**Problem requirements**
Which lines of the entries below contain the string "entities"? Copy each one.

**Data extracted from a collection**
───
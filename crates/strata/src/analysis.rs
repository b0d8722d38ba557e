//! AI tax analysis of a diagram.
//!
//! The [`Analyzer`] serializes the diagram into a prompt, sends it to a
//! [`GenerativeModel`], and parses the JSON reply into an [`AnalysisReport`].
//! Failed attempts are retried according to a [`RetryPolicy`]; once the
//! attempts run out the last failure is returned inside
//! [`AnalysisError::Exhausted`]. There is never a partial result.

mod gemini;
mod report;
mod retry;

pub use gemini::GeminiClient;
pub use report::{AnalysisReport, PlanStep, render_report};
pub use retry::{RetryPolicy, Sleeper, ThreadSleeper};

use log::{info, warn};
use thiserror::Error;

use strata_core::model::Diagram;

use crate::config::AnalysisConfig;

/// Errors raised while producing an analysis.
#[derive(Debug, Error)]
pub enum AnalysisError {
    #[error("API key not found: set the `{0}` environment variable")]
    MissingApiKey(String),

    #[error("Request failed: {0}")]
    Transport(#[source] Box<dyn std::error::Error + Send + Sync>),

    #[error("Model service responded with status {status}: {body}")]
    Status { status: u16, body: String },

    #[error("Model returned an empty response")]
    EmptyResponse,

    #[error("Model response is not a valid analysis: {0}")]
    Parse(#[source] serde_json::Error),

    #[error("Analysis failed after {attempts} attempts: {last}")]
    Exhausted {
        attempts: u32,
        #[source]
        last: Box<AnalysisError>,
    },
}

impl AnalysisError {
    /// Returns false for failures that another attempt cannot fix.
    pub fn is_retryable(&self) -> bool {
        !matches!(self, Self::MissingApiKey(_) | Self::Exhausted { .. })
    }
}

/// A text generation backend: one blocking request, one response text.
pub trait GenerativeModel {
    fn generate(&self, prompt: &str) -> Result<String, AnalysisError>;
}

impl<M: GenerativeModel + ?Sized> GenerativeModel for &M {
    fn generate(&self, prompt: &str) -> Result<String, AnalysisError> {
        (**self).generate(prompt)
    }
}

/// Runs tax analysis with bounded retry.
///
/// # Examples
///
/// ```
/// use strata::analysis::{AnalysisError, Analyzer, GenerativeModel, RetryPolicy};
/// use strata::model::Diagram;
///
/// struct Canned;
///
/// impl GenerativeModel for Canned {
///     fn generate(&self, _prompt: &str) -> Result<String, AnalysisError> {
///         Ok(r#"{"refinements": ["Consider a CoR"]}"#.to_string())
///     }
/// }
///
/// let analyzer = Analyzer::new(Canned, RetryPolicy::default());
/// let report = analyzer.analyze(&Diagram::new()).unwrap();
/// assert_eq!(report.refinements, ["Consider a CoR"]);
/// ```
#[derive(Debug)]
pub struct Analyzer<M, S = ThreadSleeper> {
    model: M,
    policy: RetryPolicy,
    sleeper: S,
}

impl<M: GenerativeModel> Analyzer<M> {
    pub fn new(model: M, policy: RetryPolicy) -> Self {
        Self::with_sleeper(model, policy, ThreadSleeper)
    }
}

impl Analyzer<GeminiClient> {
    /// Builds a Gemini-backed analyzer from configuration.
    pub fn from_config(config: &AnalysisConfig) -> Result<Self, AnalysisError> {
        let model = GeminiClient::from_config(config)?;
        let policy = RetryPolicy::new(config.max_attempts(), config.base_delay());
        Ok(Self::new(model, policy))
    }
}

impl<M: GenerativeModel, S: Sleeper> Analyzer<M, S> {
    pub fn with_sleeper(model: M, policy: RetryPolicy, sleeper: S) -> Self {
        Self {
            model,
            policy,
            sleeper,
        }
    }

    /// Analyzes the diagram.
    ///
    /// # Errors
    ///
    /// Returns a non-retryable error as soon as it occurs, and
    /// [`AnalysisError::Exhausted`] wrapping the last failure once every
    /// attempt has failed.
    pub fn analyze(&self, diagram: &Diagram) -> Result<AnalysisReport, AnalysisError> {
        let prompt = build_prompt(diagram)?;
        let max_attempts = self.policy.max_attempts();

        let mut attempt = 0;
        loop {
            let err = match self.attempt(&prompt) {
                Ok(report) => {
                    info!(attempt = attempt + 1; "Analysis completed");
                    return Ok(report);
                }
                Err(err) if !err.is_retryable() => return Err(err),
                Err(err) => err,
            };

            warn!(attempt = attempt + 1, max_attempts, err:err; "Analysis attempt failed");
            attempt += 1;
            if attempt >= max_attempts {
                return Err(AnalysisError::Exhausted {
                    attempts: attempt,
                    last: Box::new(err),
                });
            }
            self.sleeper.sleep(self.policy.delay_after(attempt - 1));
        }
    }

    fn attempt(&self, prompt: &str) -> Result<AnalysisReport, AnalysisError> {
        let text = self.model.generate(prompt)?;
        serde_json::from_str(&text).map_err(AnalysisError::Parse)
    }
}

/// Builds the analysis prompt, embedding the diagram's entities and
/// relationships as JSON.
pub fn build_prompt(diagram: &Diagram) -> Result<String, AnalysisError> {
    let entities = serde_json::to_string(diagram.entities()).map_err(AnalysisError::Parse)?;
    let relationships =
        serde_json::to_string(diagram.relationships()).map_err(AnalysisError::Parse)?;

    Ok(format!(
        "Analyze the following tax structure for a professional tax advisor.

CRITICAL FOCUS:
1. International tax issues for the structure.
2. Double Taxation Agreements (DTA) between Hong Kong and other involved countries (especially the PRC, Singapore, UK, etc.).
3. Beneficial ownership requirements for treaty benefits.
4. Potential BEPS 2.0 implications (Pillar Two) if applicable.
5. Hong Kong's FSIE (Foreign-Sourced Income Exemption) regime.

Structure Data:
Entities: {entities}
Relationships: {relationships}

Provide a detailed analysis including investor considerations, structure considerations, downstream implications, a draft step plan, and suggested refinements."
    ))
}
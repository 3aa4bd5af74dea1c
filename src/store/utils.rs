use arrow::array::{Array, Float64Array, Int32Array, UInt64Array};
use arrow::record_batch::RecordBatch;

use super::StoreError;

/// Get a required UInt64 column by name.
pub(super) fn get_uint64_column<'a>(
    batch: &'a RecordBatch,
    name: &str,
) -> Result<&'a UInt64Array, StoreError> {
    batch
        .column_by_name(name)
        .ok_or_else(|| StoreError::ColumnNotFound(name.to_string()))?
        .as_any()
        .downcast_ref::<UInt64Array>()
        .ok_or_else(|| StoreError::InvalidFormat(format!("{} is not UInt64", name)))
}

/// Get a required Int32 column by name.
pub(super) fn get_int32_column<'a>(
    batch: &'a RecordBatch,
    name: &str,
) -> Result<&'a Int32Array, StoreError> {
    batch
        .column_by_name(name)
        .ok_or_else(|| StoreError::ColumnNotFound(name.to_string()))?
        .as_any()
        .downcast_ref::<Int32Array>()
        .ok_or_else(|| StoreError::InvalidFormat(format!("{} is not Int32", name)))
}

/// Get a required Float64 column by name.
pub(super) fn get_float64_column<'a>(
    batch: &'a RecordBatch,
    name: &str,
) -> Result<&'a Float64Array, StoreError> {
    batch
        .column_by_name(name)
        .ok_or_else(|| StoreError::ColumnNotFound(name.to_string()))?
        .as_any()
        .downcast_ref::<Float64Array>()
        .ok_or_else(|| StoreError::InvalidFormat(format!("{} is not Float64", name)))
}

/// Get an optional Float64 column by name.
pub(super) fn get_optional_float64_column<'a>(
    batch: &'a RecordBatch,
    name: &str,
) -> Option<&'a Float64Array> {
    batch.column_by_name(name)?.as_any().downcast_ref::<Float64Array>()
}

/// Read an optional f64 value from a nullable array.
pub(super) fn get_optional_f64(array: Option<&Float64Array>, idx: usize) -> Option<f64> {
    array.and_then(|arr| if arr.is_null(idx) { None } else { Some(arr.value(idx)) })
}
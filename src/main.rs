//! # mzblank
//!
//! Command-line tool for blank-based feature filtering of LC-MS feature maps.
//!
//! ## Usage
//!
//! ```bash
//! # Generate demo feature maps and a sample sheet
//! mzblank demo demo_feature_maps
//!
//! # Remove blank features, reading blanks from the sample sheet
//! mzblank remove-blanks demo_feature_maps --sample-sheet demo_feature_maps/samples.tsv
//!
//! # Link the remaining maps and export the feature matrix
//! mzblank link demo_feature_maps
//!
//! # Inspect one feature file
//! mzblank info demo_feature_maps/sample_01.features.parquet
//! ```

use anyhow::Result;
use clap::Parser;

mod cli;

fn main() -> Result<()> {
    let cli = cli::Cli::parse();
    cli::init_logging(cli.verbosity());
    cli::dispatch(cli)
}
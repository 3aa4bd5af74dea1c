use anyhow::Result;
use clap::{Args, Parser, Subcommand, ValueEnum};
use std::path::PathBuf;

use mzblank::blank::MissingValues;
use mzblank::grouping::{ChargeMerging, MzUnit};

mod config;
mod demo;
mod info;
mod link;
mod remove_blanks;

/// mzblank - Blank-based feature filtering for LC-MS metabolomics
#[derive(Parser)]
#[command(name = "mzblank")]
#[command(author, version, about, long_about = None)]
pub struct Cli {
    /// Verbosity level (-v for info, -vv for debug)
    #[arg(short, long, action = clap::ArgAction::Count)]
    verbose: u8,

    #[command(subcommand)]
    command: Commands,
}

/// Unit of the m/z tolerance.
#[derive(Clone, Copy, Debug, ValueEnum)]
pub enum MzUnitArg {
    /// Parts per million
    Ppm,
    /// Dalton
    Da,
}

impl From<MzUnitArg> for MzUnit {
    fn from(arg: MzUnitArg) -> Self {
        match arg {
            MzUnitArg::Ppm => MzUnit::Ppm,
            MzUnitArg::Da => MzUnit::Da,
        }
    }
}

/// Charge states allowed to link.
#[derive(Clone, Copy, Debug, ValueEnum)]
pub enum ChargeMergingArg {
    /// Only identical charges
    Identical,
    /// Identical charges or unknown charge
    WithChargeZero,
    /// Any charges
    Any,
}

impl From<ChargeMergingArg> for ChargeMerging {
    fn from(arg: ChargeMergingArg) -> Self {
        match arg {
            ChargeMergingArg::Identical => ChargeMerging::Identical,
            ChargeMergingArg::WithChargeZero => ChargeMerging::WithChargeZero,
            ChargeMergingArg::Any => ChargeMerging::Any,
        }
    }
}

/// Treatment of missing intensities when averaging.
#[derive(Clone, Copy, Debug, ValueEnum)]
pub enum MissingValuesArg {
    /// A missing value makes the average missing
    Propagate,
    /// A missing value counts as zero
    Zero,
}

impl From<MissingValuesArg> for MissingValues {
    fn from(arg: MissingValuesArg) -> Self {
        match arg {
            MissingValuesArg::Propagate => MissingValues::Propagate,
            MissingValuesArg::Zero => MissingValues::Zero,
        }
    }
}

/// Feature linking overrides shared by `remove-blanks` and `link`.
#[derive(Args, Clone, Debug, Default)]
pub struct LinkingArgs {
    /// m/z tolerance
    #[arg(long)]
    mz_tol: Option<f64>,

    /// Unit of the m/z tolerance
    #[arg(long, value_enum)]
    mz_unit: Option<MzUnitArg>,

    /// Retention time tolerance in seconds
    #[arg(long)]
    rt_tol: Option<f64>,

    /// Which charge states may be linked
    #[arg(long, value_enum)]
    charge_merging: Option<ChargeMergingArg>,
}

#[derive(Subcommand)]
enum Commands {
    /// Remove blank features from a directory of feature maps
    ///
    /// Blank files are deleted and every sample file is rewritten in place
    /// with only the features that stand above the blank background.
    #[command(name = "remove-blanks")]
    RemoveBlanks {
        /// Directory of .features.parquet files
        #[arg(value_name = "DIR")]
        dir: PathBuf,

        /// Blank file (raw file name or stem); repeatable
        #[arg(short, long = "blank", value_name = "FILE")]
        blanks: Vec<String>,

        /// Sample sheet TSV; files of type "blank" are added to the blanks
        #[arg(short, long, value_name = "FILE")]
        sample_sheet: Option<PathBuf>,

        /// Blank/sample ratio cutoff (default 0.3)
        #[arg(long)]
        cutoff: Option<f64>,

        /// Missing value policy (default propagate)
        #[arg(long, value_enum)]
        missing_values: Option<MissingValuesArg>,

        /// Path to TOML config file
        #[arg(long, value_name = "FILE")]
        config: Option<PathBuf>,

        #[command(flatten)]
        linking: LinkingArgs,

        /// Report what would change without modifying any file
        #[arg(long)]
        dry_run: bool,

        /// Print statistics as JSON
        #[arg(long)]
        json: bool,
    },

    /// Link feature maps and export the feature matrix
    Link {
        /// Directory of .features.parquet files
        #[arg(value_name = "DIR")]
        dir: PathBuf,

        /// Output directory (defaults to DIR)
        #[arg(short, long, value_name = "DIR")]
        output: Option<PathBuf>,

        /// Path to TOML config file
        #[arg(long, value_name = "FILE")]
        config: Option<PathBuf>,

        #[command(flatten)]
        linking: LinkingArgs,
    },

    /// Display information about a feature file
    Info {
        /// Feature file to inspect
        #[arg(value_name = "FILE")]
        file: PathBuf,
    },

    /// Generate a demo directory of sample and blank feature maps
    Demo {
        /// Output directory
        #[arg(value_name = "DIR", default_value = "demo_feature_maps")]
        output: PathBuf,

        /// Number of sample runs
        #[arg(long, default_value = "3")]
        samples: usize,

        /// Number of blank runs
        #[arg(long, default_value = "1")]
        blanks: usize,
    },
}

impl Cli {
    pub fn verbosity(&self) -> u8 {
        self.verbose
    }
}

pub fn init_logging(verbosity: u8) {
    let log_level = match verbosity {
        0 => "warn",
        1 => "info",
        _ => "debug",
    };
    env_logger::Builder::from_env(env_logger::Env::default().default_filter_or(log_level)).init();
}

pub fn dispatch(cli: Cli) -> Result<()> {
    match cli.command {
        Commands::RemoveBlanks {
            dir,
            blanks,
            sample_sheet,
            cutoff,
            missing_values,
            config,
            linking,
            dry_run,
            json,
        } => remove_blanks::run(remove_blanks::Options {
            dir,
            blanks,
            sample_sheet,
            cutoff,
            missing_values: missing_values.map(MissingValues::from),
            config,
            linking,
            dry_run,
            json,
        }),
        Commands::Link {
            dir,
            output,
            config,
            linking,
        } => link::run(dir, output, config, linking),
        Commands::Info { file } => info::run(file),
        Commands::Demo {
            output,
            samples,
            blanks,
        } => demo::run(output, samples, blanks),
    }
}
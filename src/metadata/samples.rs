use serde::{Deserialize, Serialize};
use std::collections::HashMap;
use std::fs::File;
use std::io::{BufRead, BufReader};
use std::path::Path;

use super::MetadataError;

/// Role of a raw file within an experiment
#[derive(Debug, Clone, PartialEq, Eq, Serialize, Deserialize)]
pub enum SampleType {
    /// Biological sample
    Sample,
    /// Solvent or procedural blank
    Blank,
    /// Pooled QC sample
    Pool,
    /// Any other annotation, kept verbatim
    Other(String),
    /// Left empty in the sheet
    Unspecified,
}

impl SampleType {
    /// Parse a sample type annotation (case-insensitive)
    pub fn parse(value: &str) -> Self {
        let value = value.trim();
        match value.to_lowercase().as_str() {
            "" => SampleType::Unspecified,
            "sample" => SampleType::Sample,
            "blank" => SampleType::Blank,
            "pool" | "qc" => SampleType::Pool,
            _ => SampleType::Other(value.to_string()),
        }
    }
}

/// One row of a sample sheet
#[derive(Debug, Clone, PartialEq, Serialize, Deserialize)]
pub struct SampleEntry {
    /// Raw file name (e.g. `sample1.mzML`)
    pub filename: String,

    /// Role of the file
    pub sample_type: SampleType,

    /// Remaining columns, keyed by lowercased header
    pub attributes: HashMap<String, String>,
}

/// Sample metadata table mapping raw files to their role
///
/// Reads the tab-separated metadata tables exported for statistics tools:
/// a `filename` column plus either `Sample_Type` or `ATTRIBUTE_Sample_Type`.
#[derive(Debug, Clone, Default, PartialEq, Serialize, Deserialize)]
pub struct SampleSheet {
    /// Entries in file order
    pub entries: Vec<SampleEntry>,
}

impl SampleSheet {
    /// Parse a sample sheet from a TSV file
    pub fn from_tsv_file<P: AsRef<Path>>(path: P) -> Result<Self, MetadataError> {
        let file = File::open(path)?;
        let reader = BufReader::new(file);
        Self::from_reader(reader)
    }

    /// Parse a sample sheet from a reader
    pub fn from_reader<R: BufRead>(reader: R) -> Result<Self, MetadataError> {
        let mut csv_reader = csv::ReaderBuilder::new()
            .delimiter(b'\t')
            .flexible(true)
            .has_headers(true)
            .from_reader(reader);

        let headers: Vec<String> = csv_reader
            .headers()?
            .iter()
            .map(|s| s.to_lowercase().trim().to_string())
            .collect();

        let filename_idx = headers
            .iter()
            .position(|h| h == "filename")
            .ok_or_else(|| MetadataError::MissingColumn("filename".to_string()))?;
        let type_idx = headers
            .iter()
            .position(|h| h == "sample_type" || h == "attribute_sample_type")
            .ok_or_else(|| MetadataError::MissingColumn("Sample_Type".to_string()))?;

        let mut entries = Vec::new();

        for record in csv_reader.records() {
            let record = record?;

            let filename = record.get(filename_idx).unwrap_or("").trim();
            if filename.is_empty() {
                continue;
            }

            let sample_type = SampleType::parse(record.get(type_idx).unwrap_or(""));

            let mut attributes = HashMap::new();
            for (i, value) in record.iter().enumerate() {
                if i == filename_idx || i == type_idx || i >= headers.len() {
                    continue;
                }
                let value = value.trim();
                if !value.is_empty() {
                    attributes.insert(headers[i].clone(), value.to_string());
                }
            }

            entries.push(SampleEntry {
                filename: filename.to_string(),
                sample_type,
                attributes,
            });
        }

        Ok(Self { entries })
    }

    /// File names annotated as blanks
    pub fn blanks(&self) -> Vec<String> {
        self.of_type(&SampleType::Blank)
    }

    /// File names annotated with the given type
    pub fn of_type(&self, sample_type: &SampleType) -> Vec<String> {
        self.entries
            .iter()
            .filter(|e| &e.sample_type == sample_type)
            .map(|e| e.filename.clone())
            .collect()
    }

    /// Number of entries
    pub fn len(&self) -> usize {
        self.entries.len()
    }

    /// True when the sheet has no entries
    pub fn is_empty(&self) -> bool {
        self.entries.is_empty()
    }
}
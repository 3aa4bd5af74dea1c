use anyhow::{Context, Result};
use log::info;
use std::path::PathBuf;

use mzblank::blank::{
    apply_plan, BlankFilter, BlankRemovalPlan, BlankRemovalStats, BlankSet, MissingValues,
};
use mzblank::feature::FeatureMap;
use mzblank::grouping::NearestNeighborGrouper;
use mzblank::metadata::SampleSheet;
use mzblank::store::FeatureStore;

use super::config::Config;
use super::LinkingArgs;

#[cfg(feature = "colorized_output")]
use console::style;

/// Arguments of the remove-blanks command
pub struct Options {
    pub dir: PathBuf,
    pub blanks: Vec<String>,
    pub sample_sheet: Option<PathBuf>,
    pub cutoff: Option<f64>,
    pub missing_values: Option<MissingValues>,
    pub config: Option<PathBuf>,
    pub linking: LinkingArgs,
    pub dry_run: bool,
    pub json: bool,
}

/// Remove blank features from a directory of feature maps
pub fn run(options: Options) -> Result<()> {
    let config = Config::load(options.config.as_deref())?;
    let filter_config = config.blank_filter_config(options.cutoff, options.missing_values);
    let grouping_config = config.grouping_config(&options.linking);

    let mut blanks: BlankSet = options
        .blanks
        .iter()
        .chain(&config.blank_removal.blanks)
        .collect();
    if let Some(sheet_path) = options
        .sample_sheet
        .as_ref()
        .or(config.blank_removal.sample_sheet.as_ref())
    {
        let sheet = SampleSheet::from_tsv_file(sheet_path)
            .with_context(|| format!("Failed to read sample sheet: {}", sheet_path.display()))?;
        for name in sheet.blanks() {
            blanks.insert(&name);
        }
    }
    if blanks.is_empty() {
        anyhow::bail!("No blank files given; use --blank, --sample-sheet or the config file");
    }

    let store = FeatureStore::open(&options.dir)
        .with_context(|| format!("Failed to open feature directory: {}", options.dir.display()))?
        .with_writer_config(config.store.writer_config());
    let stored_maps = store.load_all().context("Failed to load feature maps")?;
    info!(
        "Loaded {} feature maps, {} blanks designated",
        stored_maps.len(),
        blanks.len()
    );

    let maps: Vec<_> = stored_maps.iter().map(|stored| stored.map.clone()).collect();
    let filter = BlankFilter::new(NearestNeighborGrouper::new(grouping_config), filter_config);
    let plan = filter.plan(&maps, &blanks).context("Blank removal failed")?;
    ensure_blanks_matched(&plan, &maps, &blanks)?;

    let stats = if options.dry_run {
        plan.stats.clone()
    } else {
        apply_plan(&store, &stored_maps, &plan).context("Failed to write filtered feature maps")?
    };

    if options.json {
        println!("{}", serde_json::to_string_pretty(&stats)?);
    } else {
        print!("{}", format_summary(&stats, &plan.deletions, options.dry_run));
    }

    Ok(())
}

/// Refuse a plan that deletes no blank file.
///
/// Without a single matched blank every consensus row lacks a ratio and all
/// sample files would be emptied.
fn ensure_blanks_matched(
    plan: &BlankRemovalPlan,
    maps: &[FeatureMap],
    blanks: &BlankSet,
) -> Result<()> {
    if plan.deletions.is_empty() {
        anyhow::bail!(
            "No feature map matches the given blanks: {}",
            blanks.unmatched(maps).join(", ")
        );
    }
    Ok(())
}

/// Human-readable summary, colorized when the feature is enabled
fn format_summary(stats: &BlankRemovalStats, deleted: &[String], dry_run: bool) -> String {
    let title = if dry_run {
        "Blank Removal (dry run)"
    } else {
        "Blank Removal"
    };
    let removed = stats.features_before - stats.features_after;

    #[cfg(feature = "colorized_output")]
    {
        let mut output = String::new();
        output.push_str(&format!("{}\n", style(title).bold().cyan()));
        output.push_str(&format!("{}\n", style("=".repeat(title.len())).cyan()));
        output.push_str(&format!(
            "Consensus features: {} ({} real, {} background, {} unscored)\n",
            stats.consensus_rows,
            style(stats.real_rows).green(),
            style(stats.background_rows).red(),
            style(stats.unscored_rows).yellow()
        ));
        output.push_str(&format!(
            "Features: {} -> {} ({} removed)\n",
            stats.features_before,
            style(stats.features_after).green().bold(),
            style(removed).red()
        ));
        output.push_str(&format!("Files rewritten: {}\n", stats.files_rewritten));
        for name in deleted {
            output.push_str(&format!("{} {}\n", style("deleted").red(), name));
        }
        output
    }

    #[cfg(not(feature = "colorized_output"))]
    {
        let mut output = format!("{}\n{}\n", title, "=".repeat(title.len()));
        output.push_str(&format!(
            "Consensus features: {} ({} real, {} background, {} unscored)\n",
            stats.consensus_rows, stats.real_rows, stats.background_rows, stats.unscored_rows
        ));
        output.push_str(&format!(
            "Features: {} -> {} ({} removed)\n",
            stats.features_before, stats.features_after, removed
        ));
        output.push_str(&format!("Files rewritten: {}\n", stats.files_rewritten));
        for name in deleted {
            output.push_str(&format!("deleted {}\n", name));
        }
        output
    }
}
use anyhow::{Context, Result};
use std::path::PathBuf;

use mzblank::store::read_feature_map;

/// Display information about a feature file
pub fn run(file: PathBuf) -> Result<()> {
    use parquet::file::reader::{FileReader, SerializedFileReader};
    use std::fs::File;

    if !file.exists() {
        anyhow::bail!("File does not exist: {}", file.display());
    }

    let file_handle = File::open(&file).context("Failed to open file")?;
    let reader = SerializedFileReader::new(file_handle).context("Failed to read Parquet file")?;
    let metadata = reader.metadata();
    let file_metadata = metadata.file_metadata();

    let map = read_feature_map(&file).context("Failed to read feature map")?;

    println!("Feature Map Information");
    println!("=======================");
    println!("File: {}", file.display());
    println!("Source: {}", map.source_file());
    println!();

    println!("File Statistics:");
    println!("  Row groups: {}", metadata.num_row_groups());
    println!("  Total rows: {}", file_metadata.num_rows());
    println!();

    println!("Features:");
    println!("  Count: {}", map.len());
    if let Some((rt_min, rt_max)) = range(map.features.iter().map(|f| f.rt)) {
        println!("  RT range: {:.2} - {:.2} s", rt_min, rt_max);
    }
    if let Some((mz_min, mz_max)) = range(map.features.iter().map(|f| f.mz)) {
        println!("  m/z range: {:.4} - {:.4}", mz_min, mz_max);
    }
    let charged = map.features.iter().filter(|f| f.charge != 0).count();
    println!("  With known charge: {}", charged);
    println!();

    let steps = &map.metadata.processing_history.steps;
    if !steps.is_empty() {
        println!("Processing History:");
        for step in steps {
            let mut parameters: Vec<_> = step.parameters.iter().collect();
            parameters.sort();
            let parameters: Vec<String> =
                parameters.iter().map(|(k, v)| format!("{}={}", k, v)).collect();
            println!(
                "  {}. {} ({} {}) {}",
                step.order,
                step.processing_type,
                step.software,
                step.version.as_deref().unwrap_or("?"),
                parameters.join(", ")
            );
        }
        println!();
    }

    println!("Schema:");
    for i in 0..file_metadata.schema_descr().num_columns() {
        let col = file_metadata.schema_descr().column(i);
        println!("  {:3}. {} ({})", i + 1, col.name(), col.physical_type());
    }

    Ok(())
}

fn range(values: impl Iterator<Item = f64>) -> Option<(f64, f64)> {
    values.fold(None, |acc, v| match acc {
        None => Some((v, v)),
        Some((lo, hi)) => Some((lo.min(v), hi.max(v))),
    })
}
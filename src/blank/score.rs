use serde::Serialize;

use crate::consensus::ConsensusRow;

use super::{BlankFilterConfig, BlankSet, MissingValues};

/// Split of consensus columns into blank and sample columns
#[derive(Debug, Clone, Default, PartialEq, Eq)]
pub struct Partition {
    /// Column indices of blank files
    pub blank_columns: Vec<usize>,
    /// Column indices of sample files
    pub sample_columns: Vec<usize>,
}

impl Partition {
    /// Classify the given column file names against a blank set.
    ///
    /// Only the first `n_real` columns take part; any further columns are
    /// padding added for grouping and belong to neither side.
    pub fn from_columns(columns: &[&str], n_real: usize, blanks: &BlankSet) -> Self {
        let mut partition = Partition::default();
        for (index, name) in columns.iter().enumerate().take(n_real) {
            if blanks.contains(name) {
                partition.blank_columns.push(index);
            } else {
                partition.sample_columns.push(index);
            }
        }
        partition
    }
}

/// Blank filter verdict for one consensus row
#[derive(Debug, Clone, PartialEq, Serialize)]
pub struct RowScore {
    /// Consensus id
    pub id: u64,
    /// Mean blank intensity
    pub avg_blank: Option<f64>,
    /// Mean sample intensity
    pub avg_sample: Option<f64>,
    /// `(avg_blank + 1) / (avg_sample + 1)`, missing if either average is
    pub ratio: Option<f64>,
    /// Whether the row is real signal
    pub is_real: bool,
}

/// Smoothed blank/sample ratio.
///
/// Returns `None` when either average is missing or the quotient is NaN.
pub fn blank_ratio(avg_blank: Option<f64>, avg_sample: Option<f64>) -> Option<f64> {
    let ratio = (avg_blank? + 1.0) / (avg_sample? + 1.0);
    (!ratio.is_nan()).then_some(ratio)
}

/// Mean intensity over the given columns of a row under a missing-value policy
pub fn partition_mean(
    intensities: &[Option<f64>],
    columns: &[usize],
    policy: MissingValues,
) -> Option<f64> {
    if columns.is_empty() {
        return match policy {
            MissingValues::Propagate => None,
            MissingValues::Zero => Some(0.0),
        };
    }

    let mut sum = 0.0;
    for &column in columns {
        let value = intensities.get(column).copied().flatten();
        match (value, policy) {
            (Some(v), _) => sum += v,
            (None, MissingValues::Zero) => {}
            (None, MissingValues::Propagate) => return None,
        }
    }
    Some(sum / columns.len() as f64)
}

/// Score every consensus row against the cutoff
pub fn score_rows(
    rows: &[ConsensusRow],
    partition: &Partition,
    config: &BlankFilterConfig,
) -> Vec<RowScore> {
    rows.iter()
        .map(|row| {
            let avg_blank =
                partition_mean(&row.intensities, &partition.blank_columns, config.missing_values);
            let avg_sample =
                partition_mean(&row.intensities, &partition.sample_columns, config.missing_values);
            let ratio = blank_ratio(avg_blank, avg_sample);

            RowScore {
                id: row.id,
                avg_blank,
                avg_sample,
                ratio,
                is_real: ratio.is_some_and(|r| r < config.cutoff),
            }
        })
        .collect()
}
───
**Result of this exercise**
/// Builds the analysis prompt, embedding the diagram's entities and
    let entities = serde_json::to_string(diagram.entities()).map_err(AnalysisError::Parse)?;
Entities: {entities}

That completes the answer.